▶ **Input data**:
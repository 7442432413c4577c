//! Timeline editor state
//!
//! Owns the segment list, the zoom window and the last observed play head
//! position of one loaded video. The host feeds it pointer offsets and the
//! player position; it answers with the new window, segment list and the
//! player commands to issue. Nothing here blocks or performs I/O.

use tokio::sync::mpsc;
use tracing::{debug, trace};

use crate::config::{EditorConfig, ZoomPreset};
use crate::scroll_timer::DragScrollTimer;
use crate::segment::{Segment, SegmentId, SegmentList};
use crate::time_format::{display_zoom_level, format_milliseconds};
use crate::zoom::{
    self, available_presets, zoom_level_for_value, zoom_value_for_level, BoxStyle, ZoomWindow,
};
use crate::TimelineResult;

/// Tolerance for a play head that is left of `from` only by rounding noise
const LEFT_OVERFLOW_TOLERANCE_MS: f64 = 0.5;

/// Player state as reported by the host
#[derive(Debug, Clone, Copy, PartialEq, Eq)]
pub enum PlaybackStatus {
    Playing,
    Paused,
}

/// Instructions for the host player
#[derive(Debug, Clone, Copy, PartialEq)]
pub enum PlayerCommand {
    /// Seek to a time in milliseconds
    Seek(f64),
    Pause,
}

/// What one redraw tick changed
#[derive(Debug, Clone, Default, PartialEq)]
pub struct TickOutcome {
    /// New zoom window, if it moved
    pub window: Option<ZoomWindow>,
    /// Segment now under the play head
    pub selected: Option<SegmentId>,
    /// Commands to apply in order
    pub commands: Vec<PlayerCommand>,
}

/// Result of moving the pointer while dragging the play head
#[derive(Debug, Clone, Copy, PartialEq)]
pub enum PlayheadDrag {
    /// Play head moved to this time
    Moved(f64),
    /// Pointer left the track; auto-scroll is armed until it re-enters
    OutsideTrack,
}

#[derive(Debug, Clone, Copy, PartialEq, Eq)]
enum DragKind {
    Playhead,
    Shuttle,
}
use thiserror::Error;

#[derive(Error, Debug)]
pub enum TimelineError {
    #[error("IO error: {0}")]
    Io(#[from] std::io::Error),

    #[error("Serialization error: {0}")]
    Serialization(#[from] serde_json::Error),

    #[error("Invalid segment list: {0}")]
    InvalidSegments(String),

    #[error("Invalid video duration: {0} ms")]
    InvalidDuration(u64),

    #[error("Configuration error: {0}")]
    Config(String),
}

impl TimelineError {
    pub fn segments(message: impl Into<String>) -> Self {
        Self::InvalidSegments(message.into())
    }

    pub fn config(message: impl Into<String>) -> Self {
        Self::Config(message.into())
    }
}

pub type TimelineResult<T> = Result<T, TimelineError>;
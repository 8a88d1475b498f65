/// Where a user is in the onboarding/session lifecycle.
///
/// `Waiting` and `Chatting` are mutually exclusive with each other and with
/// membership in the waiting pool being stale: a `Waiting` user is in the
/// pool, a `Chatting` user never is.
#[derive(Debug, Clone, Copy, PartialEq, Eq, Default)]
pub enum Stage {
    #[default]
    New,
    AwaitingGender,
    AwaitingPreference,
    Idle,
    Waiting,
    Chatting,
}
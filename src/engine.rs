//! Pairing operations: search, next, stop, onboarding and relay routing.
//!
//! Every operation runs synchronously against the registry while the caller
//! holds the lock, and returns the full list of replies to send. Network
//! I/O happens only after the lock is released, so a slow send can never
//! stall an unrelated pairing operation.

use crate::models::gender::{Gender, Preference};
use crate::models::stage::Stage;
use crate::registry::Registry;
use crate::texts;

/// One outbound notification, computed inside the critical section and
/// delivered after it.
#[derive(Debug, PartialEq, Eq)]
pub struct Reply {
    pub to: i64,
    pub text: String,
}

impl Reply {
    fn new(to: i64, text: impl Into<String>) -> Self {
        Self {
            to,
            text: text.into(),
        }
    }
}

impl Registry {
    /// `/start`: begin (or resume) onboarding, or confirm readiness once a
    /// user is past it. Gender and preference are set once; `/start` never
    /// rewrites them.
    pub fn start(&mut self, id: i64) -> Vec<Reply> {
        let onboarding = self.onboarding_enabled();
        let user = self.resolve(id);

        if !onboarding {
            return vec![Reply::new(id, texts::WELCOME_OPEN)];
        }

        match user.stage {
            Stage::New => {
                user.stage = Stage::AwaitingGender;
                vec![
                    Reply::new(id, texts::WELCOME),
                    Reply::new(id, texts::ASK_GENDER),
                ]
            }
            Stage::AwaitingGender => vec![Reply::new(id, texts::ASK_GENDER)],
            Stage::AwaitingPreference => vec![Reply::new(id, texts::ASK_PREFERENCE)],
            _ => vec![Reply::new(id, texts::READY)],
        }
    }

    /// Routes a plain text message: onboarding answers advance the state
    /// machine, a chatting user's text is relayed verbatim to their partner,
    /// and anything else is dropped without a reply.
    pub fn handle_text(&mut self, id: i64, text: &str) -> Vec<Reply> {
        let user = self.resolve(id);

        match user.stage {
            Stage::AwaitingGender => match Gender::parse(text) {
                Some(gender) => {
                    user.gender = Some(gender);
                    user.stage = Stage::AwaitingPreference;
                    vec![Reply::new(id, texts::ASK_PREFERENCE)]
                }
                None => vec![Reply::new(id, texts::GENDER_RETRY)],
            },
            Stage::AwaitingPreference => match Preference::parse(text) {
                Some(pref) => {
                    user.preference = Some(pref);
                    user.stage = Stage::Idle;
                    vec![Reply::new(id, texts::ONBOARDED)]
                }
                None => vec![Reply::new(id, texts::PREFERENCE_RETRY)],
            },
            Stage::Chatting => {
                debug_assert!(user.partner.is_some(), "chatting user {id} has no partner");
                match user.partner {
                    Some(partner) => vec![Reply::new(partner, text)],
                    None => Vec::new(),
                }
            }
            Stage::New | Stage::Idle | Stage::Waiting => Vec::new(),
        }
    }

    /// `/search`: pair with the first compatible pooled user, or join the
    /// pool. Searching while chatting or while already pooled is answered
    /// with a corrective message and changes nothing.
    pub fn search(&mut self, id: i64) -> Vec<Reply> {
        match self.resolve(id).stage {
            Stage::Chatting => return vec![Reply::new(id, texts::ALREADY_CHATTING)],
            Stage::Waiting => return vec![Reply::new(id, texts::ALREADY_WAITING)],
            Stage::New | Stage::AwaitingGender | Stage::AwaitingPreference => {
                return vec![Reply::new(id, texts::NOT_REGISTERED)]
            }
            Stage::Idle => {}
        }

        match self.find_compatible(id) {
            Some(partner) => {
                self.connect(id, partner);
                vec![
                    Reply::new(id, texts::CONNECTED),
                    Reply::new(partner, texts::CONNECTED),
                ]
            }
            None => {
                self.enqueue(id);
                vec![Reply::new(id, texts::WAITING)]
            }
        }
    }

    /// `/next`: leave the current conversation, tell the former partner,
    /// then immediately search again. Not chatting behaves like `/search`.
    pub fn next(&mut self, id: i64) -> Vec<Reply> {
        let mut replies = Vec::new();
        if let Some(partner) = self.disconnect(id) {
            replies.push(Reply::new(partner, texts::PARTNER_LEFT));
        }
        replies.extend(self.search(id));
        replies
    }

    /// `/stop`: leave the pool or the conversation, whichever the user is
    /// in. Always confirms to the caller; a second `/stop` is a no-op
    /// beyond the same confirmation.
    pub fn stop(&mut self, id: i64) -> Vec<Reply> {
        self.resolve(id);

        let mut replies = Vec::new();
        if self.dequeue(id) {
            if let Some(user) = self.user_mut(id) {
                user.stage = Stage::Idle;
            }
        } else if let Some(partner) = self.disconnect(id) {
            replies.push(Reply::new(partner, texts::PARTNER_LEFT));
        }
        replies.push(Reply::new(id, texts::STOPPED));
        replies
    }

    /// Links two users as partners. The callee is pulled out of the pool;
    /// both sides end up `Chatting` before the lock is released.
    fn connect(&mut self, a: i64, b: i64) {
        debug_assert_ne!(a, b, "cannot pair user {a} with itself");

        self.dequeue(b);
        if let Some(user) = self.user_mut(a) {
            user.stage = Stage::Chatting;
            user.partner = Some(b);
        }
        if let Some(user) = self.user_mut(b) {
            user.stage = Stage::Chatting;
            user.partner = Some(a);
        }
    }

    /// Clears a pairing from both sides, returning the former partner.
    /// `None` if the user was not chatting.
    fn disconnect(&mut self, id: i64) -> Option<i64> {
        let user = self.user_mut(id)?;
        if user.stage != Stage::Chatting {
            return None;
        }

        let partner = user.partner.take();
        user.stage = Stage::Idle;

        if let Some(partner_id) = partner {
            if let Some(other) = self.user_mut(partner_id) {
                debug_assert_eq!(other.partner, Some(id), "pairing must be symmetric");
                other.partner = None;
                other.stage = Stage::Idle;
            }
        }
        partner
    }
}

▶ **Exercise instructions**:
Restate the listing word for word, but only from its first line through the line with "the host player", keeping both end lines.

▶ **Result**:
repository 7442432413c4577c
//! Timeline editor state
//!
//! Owns the segment list, the zoom window and the last observed play head
//! position of one loaded video. The host feeds it pointer offsets and the
//! player position; it answers with the new window, segment list and the
//! player commands to issue. Nothing here blocks or performs I/O.

use tokio::sync::mpsc;
use tracing::{debug, trace};

use crate::config::{EditorConfig, ZoomPreset};
use crate::scroll_timer::DragScrollTimer;
use crate::segment::{Segment, SegmentId, SegmentList};
use crate::time_format::{display_zoom_level, format_milliseconds};
use crate::zoom::{
    self, available_presets, zoom_level_for_value, zoom_value_for_level, BoxStyle, ZoomWindow,
};
use crate::TimelineResult;

/// Tolerance for a play head that is left of `from` only by rounding noise
const LEFT_OVERFLOW_TOLERANCE_MS: f64 = 0.5;

/// Player state as reported by the host
#[derive(Debug, Clone, Copy, PartialEq, Eq)]
pub enum PlaybackStatus {
    Playing,
    Paused,
}

/// Instructions for the host player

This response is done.